Ci sono momenti in cui la grande storia, la geopolitica e l’economia abbandonano i palazzi romani o i palcoscenici europei per trovare una casa più autentica, capace di stimolare il pensiero. È esattamente quello che è accaduto a Cerisano, diventata a tutti gli effetti un polo di formazione politica di rilievo nazionale e regionale. Nello splendido scenario di palazzo Sersale, la Scuola di Politica organizzata dall’Associazione Asprom – sotto la direzione di Mimmo Talarico e il coordinamento di Francesco Madrigrano – ha richiamato corsisti da tutta Italia per l’evento “Weekend di alta formazione”, svoltosi il 5 e 6 Giugno 2026. Questa iniziativa, supportata da una sinergia perfetta con l’amministrazione comunale guidata dal sindaco Lucio Di Gioia, ha saputo rigenerare e mettere a disposizione della collettività un luogo d’arte e cultura unico, oggi diventato un incubatore di cittadinanza consapevole.

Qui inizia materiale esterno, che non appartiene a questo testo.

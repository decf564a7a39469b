use super::container::{LinearSet, MassBoxSet, Octree, ShapeArena, ShapeContainer, ShapeId};
use super::material::Material;
use super::math::{Box3, Ray, Vec3};
use super::shape::Shape;

pub const DEFAULT_WIDTH: u32 = 800;
pub const DEFAULT_HEIGHT: u32 = 600;
pub const DEFAULT_FOV: f32 = 60.0;
pub const DEFAULT_SAMPLES: u32 = 16;

/// Which container the scene resolves intersections with.
#[derive(Debug, Clone, Copy, PartialEq, Eq)]
pub enum AccelMode {
    Linear,
    MassBox,
    Octree,
}

/// A group of shapes sharing one material. `bounds` is the union of the
/// member extents and is what the light sampler draws points from.
pub struct SceneObject {
    pub material: Material,
    pub bounds: Box3,
    pub shapes: Vec<ShapeId>,
}

/// The nearest intersection along a ray, resolved through the container.
#[derive(Debug, Clone, Copy)]
pub struct RayHit {
    pub t: f32,
    pub shape: ShapeId,
    pub object: usize,
}

/// Scene parameters plus the owned geometry. Shapes live in an arena and are
/// referenced by index from both the objects and the container, so a shape
/// straddling several octree cells is still stored exactly once. The loader
/// mutates the scene incrementally; rendering treats it as read-only.
pub struct Scene {
    width: u32,
    height: u32,
    fov: f32,
    scale: f32,
    aspect: f32,
    pub eye: Vec3,
    pub center: Vec3,
    pub up: Vec3,
    pub ambient: Vec3,
    pub background: Vec3,
    pub samples: u32,
    shapes: ShapeArena,
    shape_objects: Vec<usize>,
    objects: Vec<SceneObject>,
    container: Box<dyn ShapeContainer>,
}

impl Scene {
    pub fn new() -> Scene {
        let fov = DEFAULT_FOV;
        Scene {
            width: DEFAULT_WIDTH,
            height: DEFAULT_HEIGHT,
            fov,
            scale: (fov.to_radians() * 0.5).tan(),
            aspect: DEFAULT_WIDTH as f32 / DEFAULT_HEIGHT as f32,
            eye: Vec3::new(0.0, 0.0, -1.0),
            center: Vec3::zero(),
            up: Vec3::y_axis(),
            ambient: Vec3::zero(),
            background: Vec3::zero(),
            samples: DEFAULT_SAMPLES,
            shapes: Vec::new(),
            shape_objects: Vec::new(),
            objects: Vec::new(),
            container: Box::new(MassBoxSet::new()),
        }
    }

    pub fn width(&self) -> u32 {
        self.width
    }

    pub fn height(&self) -> u32 {
        self.height
    }

    pub fn fov(&self) -> f32 {
        self.fov
    }

    /// Projection scale factor, `tan(fov / 2)`.
    pub fn scale(&self) -> f32 {
        self.scale
    }

    pub fn aspect(&self) -> f32 {
        self.aspect
    }

    pub fn set_width(&mut self, width: u32) {
        self.width = width;
        self.aspect = self.width as f32 / self.height as f32;
    }

    pub fn set_height(&mut self, height: u32) {
        self.height = height;
        self.aspect = self.width as f32 / self.height as f32;
    }

    pub fn set_fov(&mut self, fov: f32) {
        self.fov = fov;
        self.scale = (fov.to_radians() * 0.5).tan();
    }

    /// Starts a new object and returns its handle.
    pub fn add_object(&mut self, material: Material) -> usize {
        self.objects.push(SceneObject {
            material,
            bounds: Box3::empty(),
            shapes: Vec::new(),
        });
        self.objects.len() - 1
    }

    /// Adds a shape to an existing object, growing the object bounds and
    /// registering the shape with the container.
    pub fn add_shape(&mut self, object: usize, shape: Box<dyn Shape>) {
        let id = self.shapes.len();
        let extents = shape.extents();
        self.objects[object].bounds.include(&extents);
        self.objects[object].shapes.push(id);
        self.shapes.push(shape);
        self.shape_objects.push(object);
        self.container.add_shape(id, &self.shapes);
    }

    pub fn objects(&self) -> &[SceneObject] {
        &self.objects
    }

    pub fn objects_mut(&mut self) -> &mut [SceneObject] {
        &mut self.objects
    }

    pub fn shape(&self, id: ShapeId) -> &dyn Shape {
        self.shapes[id].as_ref()
    }

    pub fn shape_count(&self) -> usize {
        self.shapes.len()
    }

    pub fn material_of(&self, hit: &RayHit) -> &Material {
        &self.objects[hit.object].material
    }

    /// Union of every shape's extents.
    pub fn world_bounds(&self) -> Box3 {
        let mut bounds = Box3::empty();
        for shape in &self.shapes {
            bounds.include(&shape.extents());
        }
        if self.shapes.is_empty() {
            bounds = Box3::from_min_max(-Vec3::one(), Vec3::one());
        }
        bounds
    }

    /// Replaces the container, re-registering every shape. Construction is
    /// single-threaded and must finish before rendering starts.
    pub fn rebuild_container(&mut self, mode: AccelMode) {
        let mut container: Box<dyn ShapeContainer> = match mode {
            AccelMode::Linear => Box::new(LinearSet::new()),
            AccelMode::MassBox => Box::new(MassBoxSet::new()),
            AccelMode::Octree => Box::new(Octree::new(self.world_bounds())),
        };
        for id in 0..self.shapes.len() {
            container.add_shape(id, &self.shapes);
        }
        self.container = container;
    }

    /// Nearest intersection along the ray, if any.
    pub fn hit(&self, ray: &Ray) -> Option<RayHit> {
        let mut best = f32::MAX;
        self.container
            .intersect(&self.shapes, ray, &mut best)
            .map(|shape| RayHit {
                t: best,
                shape,
                object: self.shape_objects[shape],
            })
    }
}

impl Default for Scene {
    fn default() -> Self {
        Self::new()
    }
}
use std::fs::File;
use std::io::BufReader;

use obj::{load_obj, Obj, ObjError, Position};
use thiserror::Error;

use super::math::{Mat4, Vec3};
use super::shape::Triangle;

#[derive(Debug, Error)]
pub enum MeshError {
    #[error("cannot open mesh file: {0}")]
    Io(#[from] std::io::Error),
    #[error("cannot parse mesh file: {0}")]
    Parse(#[from] ObjError),
}

/// Loads a wavefront obj file and yields one triangle per face, with every
/// vertex carried through the given affine transform.
pub fn import_mesh(filename: &str, transform: &Mat4) -> Result<Vec<Triangle>, MeshError> {
    let input = BufReader::new(File::open(filename)?);
    // only positions are read, normals come from the triangle geometry
    let model: Obj<Position> = load_obj(input)?;
    let mut triangles = Vec::with_capacity(model.indices.len() / 3);
    for face in model.indices.chunks_exact(3) {
        let mut verts = [Vec3::zero(); 3];
        for (corner, index) in face.iter().enumerate() {
            let position: Vec3 = model.vertices[*index as usize].position.into();
            verts[corner] = transform.transform_pt(position);
        }
        triangles.push(Triangle::new(verts[0], verts[1], verts[2]));
    }
    Ok(triangles)
}

#[cfg(test)]
mod tests {
    use super::*;
    use crate::raytracing::shape::Shape;
    use std::io::Write;

    fn write_quad_obj() -> std::path::PathBuf {
        let path = std::env::temp_dir().join("octray_quad_test.obj");
        let mut file = File::create(&path).unwrap();
        write!(
            file,
            "v 0 0 0\nv 1 0 0\nv 1 1 0\nv 0 1 0\nf 1 2 3\nf 1 3 4\n"
        )
        .unwrap();
        path
    }

    #[test]
    fn imports_transformed_triangles() {
        let path = write_quad_obj();
        let transform = Mat4::translate(Vec3::new(0.0, 0.0, 2.0));
        let triangles = import_mesh(path.to_str().unwrap(), &transform).unwrap();
        assert_eq!(triangles.len(), 2);
        for triangle in &triangles {
            let extents = triangle.extents();
            assert!((extents.min.z - 2.0).abs() < 1e-6);
            assert!((extents.max.z - 2.0).abs() < 1e-6);
        }
    }

    #[test]
    fn missing_file_reports_io_error() {
        let result = import_mesh("definitely_not_here.obj", &Mat4::identity());
        assert!(matches!(result, Err(MeshError::Io(_))));
    }
}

Un parterre istituzionale e accademico di altissimo livello
Il valore nazionale dell’evento è stato sigillato fin dalle prime battute dall’inaugurazione dedicata all’80° anniversario della Repubblica Italiana e dell’Assemblea Costituente. A dare il massimo rilievo istituzionale alla giornata è stata la presenza del Prefetto della Provincia di Cosenza, Rosa Maria Padovano, accolta dal sindaco Di Gioia. Il dibattito, moderato da Salvatore Giorno delle Librerie Feltrinelli, ha preso le mosse dalla presentazione del volume “2 Giugno” del professor Umberto Gentiloni Silveri, offrendo una profonda riflessione sulla nascita della Repubblica e sull’attualità della partecipazione democratica.
Dalla geopolitica all’economia: i grandi temi a palazzo Sersale
Il programma della due giorni ha affrontato i nodi cruciali del nostro tempo attraverso lezioni magistrali di assoluto prestigio. Il 5 Giugno, le attività sono iniziate con l’intervento del politologo Gianluca Passarelli dell’Università Sapienza di Roma, che ha tracciato un bilancio critico sull’Unione europea e sulle sue “ambizioni mancate”. Nello stesso pomeriggio, all’interno del Master Unical di II livello, Carmela Guarascio dell’Università della Calabria ha tenuto una lezione su “Stili di leadership e coinvolgimento del personale”, mentre il compositore e direttore d’orchestra Francesco Perri ha guidato la sessione “Residenze d’artista”, dedicandosi al tema “Tango argentino e l’emigrazione”.
La giornata del 6 Giugno ha visto la presenza dell’economista Pasquale Tridico dell’Università Roma TRE, che ha focalizzato il suo intervento sul rapporto tra “Stato, mercato, diritti sociali nell’UE”, analizzando i limiti e le potenzialità della macchina economica per dare piena attuazione all’articolo 3 della Costituzione, coniugando uguaglianza e sviluppo economico. Subito dopo, il Ministro Plenipotenziario e ambasciatore Marco Carnelos ha portato a Cerisano la complessità della politica estera, affrontando il tema “Il nuovo dis/ordine mondiale” e la delicata questione palestinese e gli equilibri in Medio Oriente. La sessione pomeridiana è stata poi arricchita dal contributo specialistico di Claudio Saurin, consulente organizzativo informatico, che ha tenuto una lezione su “Dal lean management all’agile management”.
Cerisano conferma così la propria vocazione: essere un borgo vivo in cui conoscenza, cultura e crescita collettiva trovano una casa comune, capace di dialogare con i massimi vertici delle istituzioni e del pensiero scientifico nazionale.